In 1987, the Supreme Court, in a landmark judgment revoked the restrictions based on geographical regions in the matter of admission to professional colleges. Until then, a student from Marathwada or Konkan could join only colleges in their own region. Now 70 per cent of the total intake in professional colleges are from that particular region and 30 per cent from outside the region, on the basis of merit. From 1988 to 1999, students from the Shahu College accounted for about 120 seats in all government medical colleges and 80 seats in the engineering colleges, in the merit quota. Students of the Dayanand College and the Mahatma Gandhi College were not far behind. Thus Latur grabbed 90 per cent of the open seats in professional colleges across the State year after year. This brought Latur to the limelight in the State. Candidates from the neighbouring districts of Marathwada began to seek admission in Latur colleges.

In 1999, the government of Maharashtra decided to conduct common entrance tests (MH-CET) for all medical colleges. Four years of the test has seen students from the Shahu College leading the lists of successful candidates.
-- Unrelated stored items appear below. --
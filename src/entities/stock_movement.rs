use async_trait::async_trait;
use chrono::{DateTime, Utc};
use rust_decimal::Decimal;
use sea_orm::entity::prelude::*;
use sea_orm::{ActiveValue, Set};
use serde::{Deserialize, Serialize};

/// Why a stock movement happened.
///
/// Stored as a string column but modeled as a closed enum so a typo can
/// never create a category the reporting pipeline silently misclassifies.
#[derive(Debug, Clone, Copy, PartialEq, Eq, Serialize, Deserialize)]
pub enum MovementReason {
    Purchase,
    Sales,
    Wastage,
    Transfer,
    Adjustment,
}

impl MovementReason {
    pub fn as_str(&self) -> &'static str {
        match self {
            MovementReason::Purchase => "purchase",
            MovementReason::Sales => "sales",
            MovementReason::Wastage => "wastage",
            MovementReason::Transfer => "transfer",
            MovementReason::Adjustment => "adjustment",
        }
    }

    pub fn from_str(s: &str) -> Option<Self> {
        match s {
            "purchase" => Some(MovementReason::Purchase),
            "sales" => Some(MovementReason::Sales),
            "wastage" => Some(MovementReason::Wastage),
            "transfer" => Some(MovementReason::Transfer),
            "adjustment" => Some(MovementReason::Adjustment),
            _ => None,
        }
    }
}

/// Append-only ledger entry for one stock change of one ingredient at one
/// shop. Rows are never updated or deleted in normal operation; corrections
/// set `deleted_at` and trigger a balance recompute.
///
/// `change` is positive for stock-in, negative for stock-out, and is stored
/// in whatever `unit_id` the caller recorded in — a purchase may land in
/// kilograms while the ingredient's native unit is grams. Consumers that
/// need the native-unit total convert at read time.
#[derive(Clone, Debug, PartialEq, Eq, DeriveEntityModel, Serialize, Deserialize)]
#[sea_orm(table_name = "stock_movements")]
pub struct Model {
    #[sea_orm(primary_key)]
    pub id: i64,
    pub shop_id: i64,
    pub ingredient_id: i64,
    pub unit_id: i64,
    #[sea_orm(column_type = "Decimal(Some((19, 4)))")]
    pub change: Decimal,
    pub reason: String,
    pub reference: String,
    #[sea_orm(column_type = "Decimal(Some((19, 4)))", nullable)]
    pub unit_cost: Option<Decimal>,
    #[sea_orm(column_type = "Decimal(Some((19, 4)))", nullable)]
    pub total_cost: Option<Decimal>,
    pub remark: Option<String>,
    pub created_by: Option<String>,
    pub deleted_at: Option<DateTime<Utc>>,
    pub created_at: DateTime<Utc>,
}

impl Model {
    /// Parses the stored reason string back into the closed enum.
    pub fn reason(&self) -> Result<MovementReason, crate::errors::ServiceError> {
        MovementReason::from_str(&self.reason).ok_or_else(|| {
            crate::errors::ServiceError::InternalError(format!(
                "unrecognized movement reason '{}' on movement {}",
                self.reason, self.id
            ))
        })
    }
}

#[derive(Copy, Clone, Debug, EnumIter, DeriveRelation)]
pub enum Relation {
    #[sea_orm(
        belongs_to = "super::ingredient::Entity",
        from = "Column::IngredientId",
        to = "super::ingredient::Column::Id"
    )]
    Ingredient,
    #[sea_orm(
        belongs_to = "super::shop::Entity",
        from = "Column::ShopId",
        to = "super::shop::Column::Id"
    )]
    Shop,
    #[sea_orm(
        belongs_to = "super::unit::Entity",
        from = "Column::UnitId",
        to = "super::unit::Column::Id"
    )]
    Unit,
}

impl Related<super::ingredient::Entity> for Entity {
    fn to() -> RelationDef {
        Relation::Ingredient.def()
    }
}

impl Related<super::shop::Entity> for Entity {
    fn to() -> RelationDef {
        Relation::Shop.def()
    }
}

#[async_trait]
impl ActiveModelBehavior for ActiveModel {
    async fn before_save<C: ConnectionTrait>(self, _db: &C, _insert: bool) -> Result<Self, DbErr>
    where
        C: ConnectionTrait,
    {
        let mut active_model = self;
        if let ActiveValue::NotSet = active_model.created_at {
            active_model.created_at = Set(Utc::now());
        }
        Ok(active_model)
    }
}
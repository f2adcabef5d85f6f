use crate::config::AppConfig;
use crate::errors::ServiceError;
use sea_orm::{ConnectOptions, Database, DatabaseConnection};
use sea_orm_migration::MigratorTrait;
use std::time::Duration;
use tracing::{debug, error, info};

/// Type alias for a database connection pool
pub type DbPool = DatabaseConnection;

/// Configuration for database connection
#[derive(Debug, Clone)]
pub struct DbConfig {
    /// Database connection URL
    pub url: String,
    /// Maximum number of connections
    pub max_connections: u32,
    /// Minimum number of connections
    pub min_connections: u32,
    /// Connection timeout duration
    pub connect_timeout: Duration,
    /// Idle timeout duration
    pub idle_timeout: Duration,
    /// Acquire connection timeout
    pub acquire_timeout: Duration,
}

impl Default for DbConfig {
    fn default() -> Self {
        Self {
            url: String::new(),
            max_connections: 10,
            min_connections: 1,
            connect_timeout: Duration::from_secs(30),
            idle_timeout: Duration::from_secs(600),
            acquire_timeout: Duration::from_secs(8),
        }
    }
}

impl From<&AppConfig> for DbConfig {
    fn from(cfg: &AppConfig) -> Self {
        Self {
            url: cfg.database_url.clone(),
            max_connections: cfg.db_max_connections,
            min_connections: cfg.db_min_connections,
            connect_timeout: Duration::from_secs(cfg.db_connect_timeout_secs),
            idle_timeout: Duration::from_secs(cfg.db_idle_timeout_secs),
            acquire_timeout: Duration::from_secs(cfg.db_acquire_timeout_secs),
        }
    }
}

/// Establishes a connection pool to the database
///
/// # Errors
/// Returns a `ServiceError` if the connection cannot be established
pub async fn establish_connection(database_url: &str) -> Result<DbPool, ServiceError> {
    let config = DbConfig {
        url: database_url.to_string(),
        ..Default::default()
    };

    establish_connection_with_config(&config).await
}

/// Establishes a connection pool with custom pool tuning
pub async fn establish_connection_with_config(config: &DbConfig) -> Result<DbPool, ServiceError> {
    debug!("Configuring database connection with: {:?}", config);

    let mut opt = ConnectOptions::new(config.url.clone());

    opt.max_connections(config.max_connections)
        .min_connections(config.min_connections)
        .connect_timeout(config.connect_timeout)
        .acquire_timeout(config.acquire_timeout)
        .idle_timeout(config.idle_timeout)
        .sqlx_logging(true);

    info!(
        "Connecting to database with max_connections={}",
        config.max_connections
    );

    let db_pool = Database::connect(opt)
        .await
        .map_err(ServiceError::DatabaseError)?;

    info!("Database connection pool established successfully");

    Ok(db_pool)
}

/// Establish DB pool using AppConfig tuning
pub async fn establish_connection_from_app_config(
    cfg: &AppConfig,
) -> Result<DbPool, ServiceError> {
    let db_cfg: DbConfig = cfg.into();
    establish_connection_with_config(&db_cfg).await
}

/// Convenience helper to create a DB pool using loaded AppConfig
pub async fn create_db_pool() -> Result<DbPool, ServiceError> {
    let cfg = crate::config::load_config()
        .map_err(|e| ServiceError::ConfigError(e.to_string()))?;
    establish_connection_from_app_config(&cfg).await
}

/// Runs database migrations using the embedded migrator
///
/// # Errors
/// Returns a `ServiceError` if migrations fail to execute
pub async fn run_migrations(pool: &DbPool) -> Result<(), ServiceError> {
    info!("Running database migrations");
    let start = std::time::Instant::now();

    let result = crate::migrator::Migrator::up(pool, None)
        .await
        .map_err(ServiceError::DatabaseError);

    let elapsed = start.elapsed();
    match &result {
        Ok(_) => info!(
            "Database migrations completed successfully in {:?}",
            elapsed
        ),
        Err(e) => error!("Database migrations failed after {:?}: {}", elapsed, e),
    }

    result
}

/// Checks if the database connection is active
pub async fn check_connection(pool: &DbPool) -> Result<(), ServiceError> {
    debug!("Checking database connection");
    pool.ping().await.map_err(ServiceError::DatabaseError)
}

/// Closes the database connection pool
pub async fn close_pool(pool: DbPool) -> Result<(), ServiceError> {
    info!("Closing database connection pool");
    pool.close().await.map_err(ServiceError::DatabaseError)
}
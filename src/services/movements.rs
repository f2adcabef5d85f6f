use std::collections::HashMap;
use std::sync::Arc;

use chrono::{DateTime, Utc};
use rust_decimal::Decimal;
use sea_orm::{ColumnTrait, EntityTrait, QueryFilter, QueryOrder};
use serde::{Deserialize, Serialize};
use tracing::{instrument, warn};

use crate::db::DbPool;
use crate::entities::{
    ingredient::{self, Entity as Ingredient},
    recipe_line::{self, Entity as RecipeLine},
    sale::{self, Entity as Sale},
    sale_item::{self, Entity as SaleItem},
    stock_movement::{self, Entity as StockMovement, MovementReason},
    wastage_rule::{self, Entity as WastageRule},
};
use crate::errors::ServiceError;
use crate::services::units::UnitConverter;

#[derive(Debug, Clone, Copy, PartialEq, Eq, Serialize, Deserialize)]
pub enum MovementDirection {
    In,
    Out,
}

/// One row of the unified movement feed. Quantities are normalized to the
/// ingredient's native unit whenever the units allow it; `unit_symbol`
/// names the unit the quantity is actually expressed in.
#[derive(Debug, Clone, Serialize, Deserialize)]
pub struct MovementRow {
    pub date: DateTime<Utc>,
    pub ingredient_id: i64,
    pub ingredient_name: String,
    pub reason: MovementReason,
    pub direction: MovementDirection,
    pub quantity: Decimal,
    pub unit_symbol: String,
    pub reference: String,
}

#[derive(Debug, Clone, Copy)]
pub struct Pagination {
    pub page: u64,
    pub per_page: u64,
}

/// Read-only reporting pipeline over the movement feed.
///
/// Reconciles three origins into one chronological view: the persisted
/// ledger (purchases, transfers, adjustments), recipe consumption derived
/// from sale items, and wastage derived from sale items. Sales and wastage
/// ledger rows are deliberately excluded from the ledger pass — the derived
/// passes already report them, and reading both would double-count.
#[derive(Clone)]
pub struct MovementReportService {
    db_pool: Arc<DbPool>,
}

impl MovementReportService {
    pub fn new(db_pool: Arc<DbPool>) -> Self {
        Self { db_pool }
    }

    /// Unified movement feed for a shop and date range, newest first.
    /// The sort is stable, so rows with equal dates keep ledger id order,
    /// with derived consumption and wastage rows after them.
    #[instrument(skip(self))]
    pub async fn get_movements(
        &self,
        shop_id: i64,
        from: DateTime<Utc>,
        to: DateTime<Utc>,
        paginate: Option<Pagination>,
    ) -> Result<Vec<MovementRow>, ServiceError> {
        let db = self.db_pool.as_ref();
        let converter = UnitConverter::load(db).await?;

        let ingredients: HashMap<i64, ingredient::Model> = Ingredient::find()
            .all(db)
            .await
            .map_err(ServiceError::db_error)?
            .into_iter()
            .map(|i| (i.id, i))
            .collect();

        let ledger_rows = StockMovement::find()
            .filter(stock_movement::Column::ShopId.eq(shop_id))
            .filter(stock_movement::Column::CreatedAt.gte(from))
            .filter(stock_movement::Column::CreatedAt.lte(to))
            .filter(stock_movement::Column::DeletedAt.is_null())
            .order_by_asc(stock_movement::Column::Id)
            .all(db)
            .await
            .map_err(ServiceError::db_error)?;

        let mut rows = Vec::new();

        // One pass over the ledger in id order: purchases are always
        // inbound, transfers and adjustments classify by sign. Sales and
        // wastage rows are skipped; the derived pass below reports them.
        for movement in &ledger_rows {
            match movement.reason()? {
                MovementReason::Sales | MovementReason::Wastage => {}
                MovementReason::Purchase => {
                    rows.push(self.ledger_row(
                        &converter,
                        &ingredients,
                        movement,
                        MovementDirection::In,
                    )?);
                }
                MovementReason::Transfer | MovementReason::Adjustment => {
                    let direction = if movement.change > Decimal::ZERO {
                        MovementDirection::In
                    } else {
                        MovementDirection::Out
                    };
                    rows.push(self.ledger_row(&converter, &ingredients, movement, direction)?);
                }
            }
        }

        // Consumption and wastage derived from the sale items in range.
        rows.extend(
            self.derived_rows(shop_id, from, to, &converter, &ingredients)
                .await?,
        );

        rows.sort_by(|a, b| b.date.cmp(&a.date));

        if let Some(page) = paginate {
            let start = (page.page.saturating_sub(1) * page.per_page) as usize;
            let end = (start + page.per_page as usize).min(rows.len());
            if start >= rows.len() {
                return Ok(Vec::new());
            }
            rows = rows[start..end].to_vec();
        }

        Ok(rows)
    }

    fn ledger_row(
        &self,
        converter: &UnitConverter,
        ingredients: &HashMap<i64, ingredient::Model>,
        movement: &stock_movement::Model,
        direction: MovementDirection,
    ) -> Result<MovementRow, ServiceError> {
        let ingredient = ingredients
            .get(&movement.ingredient_id)
            .ok_or(ServiceError::IngredientNotFound(movement.ingredient_id))?;

        let (quantity, unit_symbol) = normalize_quantity(
            converter,
            movement.change.abs(),
            movement.unit_id,
            ingredient.unit_id,
        );

        Ok(MovementRow {
            date: movement.created_at,
            ingredient_id: ingredient.id,
            ingredient_name: ingredient.name.clone(),
            reason: movement.reason()?,
            direction,
            quantity,
            unit_symbol,
            reference: movement.reference.clone(),
        })
    }

    /// Derives consumption (`Sales`) and wastage rows from the sale items
    /// in range by joining recipes and active wastage rules on the fly.
    async fn derived_rows(
        &self,
        shop_id: i64,
        from: DateTime<Utc>,
        to: DateTime<Utc>,
        converter: &UnitConverter,
        ingredients: &HashMap<i64, ingredient::Model>,
    ) -> Result<Vec<MovementRow>, ServiceError> {
        let db = self.db_pool.as_ref();

        let sales = Sale::find()
            .filter(sale::Column::ShopId.eq(shop_id))
            .filter(sale::Column::SoldAt.gte(from))
            .filter(sale::Column::SoldAt.lte(to))
            .order_by_asc(sale::Column::Id)
            .all(db)
            .await
            .map_err(ServiceError::db_error)?;

        if sales.is_empty() {
            return Ok(Vec::new());
        }

        let sale_ids: Vec<i64> = sales.iter().map(|s| s.id).collect();
        let sales_by_id: HashMap<i64, &sale::Model> = sales.iter().map(|s| (s.id, s)).collect();

        let items = SaleItem::find()
            .filter(sale_item::Column::SaleId.is_in(sale_ids))
            .order_by_asc(sale_item::Column::Id)
            .all(db)
            .await
            .map_err(ServiceError::db_error)?;

        let mut recipes_by_product: HashMap<i64, Vec<recipe_line::Model>> = HashMap::new();
        for line in RecipeLine::find()
            .filter(recipe_line::Column::ShopId.eq(shop_id))
            .all(db)
            .await
            .map_err(ServiceError::db_error)?
        {
            recipes_by_product
                .entry(line.product_id)
                .or_default()
                .push(line);
        }

        let mut rules_by_product: HashMap<i64, Vec<wastage_rule::Model>> = HashMap::new();
        for rule in WastageRule::find()
            .filter(wastage_rule::Column::IsActive.eq(true))
            .all(db)
            .await
            .map_err(ServiceError::db_error)?
        {
            rules_by_product
                .entry(rule.product_id)
                .or_default()
                .push(rule);
        }

        let mut consumption_rows = Vec::new();
        let mut wastage_rows = Vec::new();

        for item in &items {
            let sale = match sales_by_id.get(&item.sale_id) {
                Some(sale) => *sale,
                None => continue,
            };

            for recipe in recipes_by_product
                .get(&item.product_id)
                .map(Vec::as_slice)
                .unwrap_or_default()
            {
                let ingredient = ingredients
                    .get(&recipe.ingredient_id)
                    .ok_or(ServiceError::IngredientNotFound(recipe.ingredient_id))?;

                let consumed = recipe.quantity_required * item.qty;
                let (quantity, unit_symbol) = normalize_quantity(
                    converter,
                    consumed,
                    recipe.unit_id,
                    ingredient.unit_id,
                );

                consumption_rows.push(MovementRow {
                    date: sale.sold_at,
                    ingredient_id: ingredient.id,
                    ingredient_name: ingredient.name.clone(),
                    reason: MovementReason::Sales,
                    direction: MovementDirection::Out,
                    quantity,
                    unit_symbol,
                    reference: sale.reference.clone(),
                });
            }

            for rule in rules_by_product
                .get(&item.product_id)
                .map(Vec::as_slice)
                .unwrap_or_default()
            {
                if rule.per_qty <= Decimal::ZERO {
                    continue;
                }
                let wastage = (item.qty / rule.per_qty) * rule.wastage_qty;
                if wastage <= Decimal::ZERO {
                    continue;
                }

                let ingredient = ingredients
                    .get(&rule.ingredient_id)
                    .ok_or(ServiceError::IngredientNotFound(rule.ingredient_id))?;

                let (quantity, unit_symbol) =
                    normalize_quantity(converter, wastage, rule.unit_id, ingredient.unit_id);

                wastage_rows.push(MovementRow {
                    date: sale.sold_at,
                    ingredient_id: ingredient.id,
                    ingredient_name: ingredient.name.clone(),
                    reason: MovementReason::Wastage,
                    direction: MovementDirection::Out,
                    quantity,
                    unit_symbol,
                    reference: sale.reference.clone(),
                });
            }
        }

        consumption_rows.extend(wastage_rows);
        Ok(consumption_rows)
    }
}

/// Converts a report quantity to the native unit, falling back to the raw
/// quantity on a unit mismatch. A bad unit configuration must not abort a
/// whole report; it degrades that one row and logs.
fn normalize_quantity(
    converter: &UnitConverter,
    quantity: Decimal,
    from_unit_id: i64,
    native_unit_id: i64,
) -> (Decimal, String) {
    match converter.convert(quantity, from_unit_id, native_unit_id) {
        Ok(converted) => {
            let symbol = converter
                .get(native_unit_id)
                .map(|u| u.symbol.clone())
                .unwrap_or_default();
            (converted, symbol)
        }
        Err(err) => {
            warn!(
                from_unit_id = %from_unit_id,
                native_unit_id = %native_unit_id,
                error = %err,
                "Unit conversion failed in movement report; keeping raw quantity"
            );
            let symbol = converter
                .get(from_unit_id)
                .map(|u| u.symbol.clone())
                .unwrap_or_default();
            (quantity, symbol)
        }
    }
}
/// Derives recipe consumption and active wastage for `sold_qty` of a
/// product at a shop, in native units.
async fn derive_consumption_for_item<C: ConnectionTrait>(
    conn: &C,
    converter: &UnitConverter,
    shop_id: i64,
    product_id: i64,
    sold_qty: Decimal,
) -> Result<Vec<ConsumptionLine>, ServiceError> {
    let mut lines = Vec::new();

    let recipe_lines = RecipeLine::find()
        .filter(recipe_line::Column::ShopId.eq(shop_id))
        .filter(recipe_line::Column::ProductId.eq(product_id))
        .all(conn)
        .await
        .map_err(ServiceError::db_error)?;

    for recipe in recipe_lines {
        let ingredient = Ingredient::find_by_id(recipe.ingredient_id)
            .one(conn)
            .await
            .map_err(ServiceError::db_error)?
            .ok_or(ServiceError::IngredientNotFound(recipe.ingredient_id))?;

        let consumed = recipe.quantity_required * sold_qty;
        let native = converter.convert(consumed, recipe.unit_id, ingredient.unit_id)?;
        lines.push(ConsumptionLine {
            ingredient_id: recipe.ingredient_id,
            native_unit_id: ingredient.unit_id,
            quantity: native,
            reason: MovementReason::Sales,
        });
    }

    let rules = WastageRule::find()
        .filter(wastage_rule::Column::ProductId.eq(product_id))
        .filter(wastage_rule::Column::IsActive.eq(true))
        .all(conn)
        .await
        .map_err(ServiceError::db_error)?;

    for rule in rules {
        if rule.per_qty <= Decimal::ZERO {
            continue;
        }
        let wastage = (sold_qty / rule.per_qty) * rule.wastage_qty;
        if wastage <= Decimal::ZERO {
            continue;
        }

        let ingredient = Ingredient::find_by_id(rule.ingredient_id)
            .one(conn)
            .await
            .map_err(ServiceError::db_error)?
            .ok_or(ServiceError::IngredientNotFound(rule.ingredient_id))?;

        let native = converter.convert(wastage, rule.unit_id, ingredient.unit_id)?;
        lines.push(ConsumptionLine {
            ingredient_id: rule.ingredient_id,
            native_unit_id: ingredient.unit_id,
            quantity: native,
            reason: MovementReason::Wastage,
        });
    }

    Ok(lines)
}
The Principal of the Shahu College, R.L. Kawale, says: "The kind of preparation needed for MH-CET is taken care of only in Latur and Ahmedpur." This year 150 students from Latur secured seats in medical colleges.

But there is a lot of debate about the overall quality of education in Latur. Dr. Jadhav admits: "The so-called `Latur pattern' is a technique for getting good marks in HSC examinations. It is not at all ideal education. Parents crave to put their children in medical or engineering colleges and hence this is a demand-driven programme that has nothing to do with the multi-faceted development of a student.''

The real beneficiaries of the Latur system are the rural lower middle class students. Today students from Latur have made their way to the Birla Institute of Technology in Pilani or the Regional Engineering Colleges. They also come back to Latur once a year to guide HSC pass-outs in selecting the right colleges and disciplines.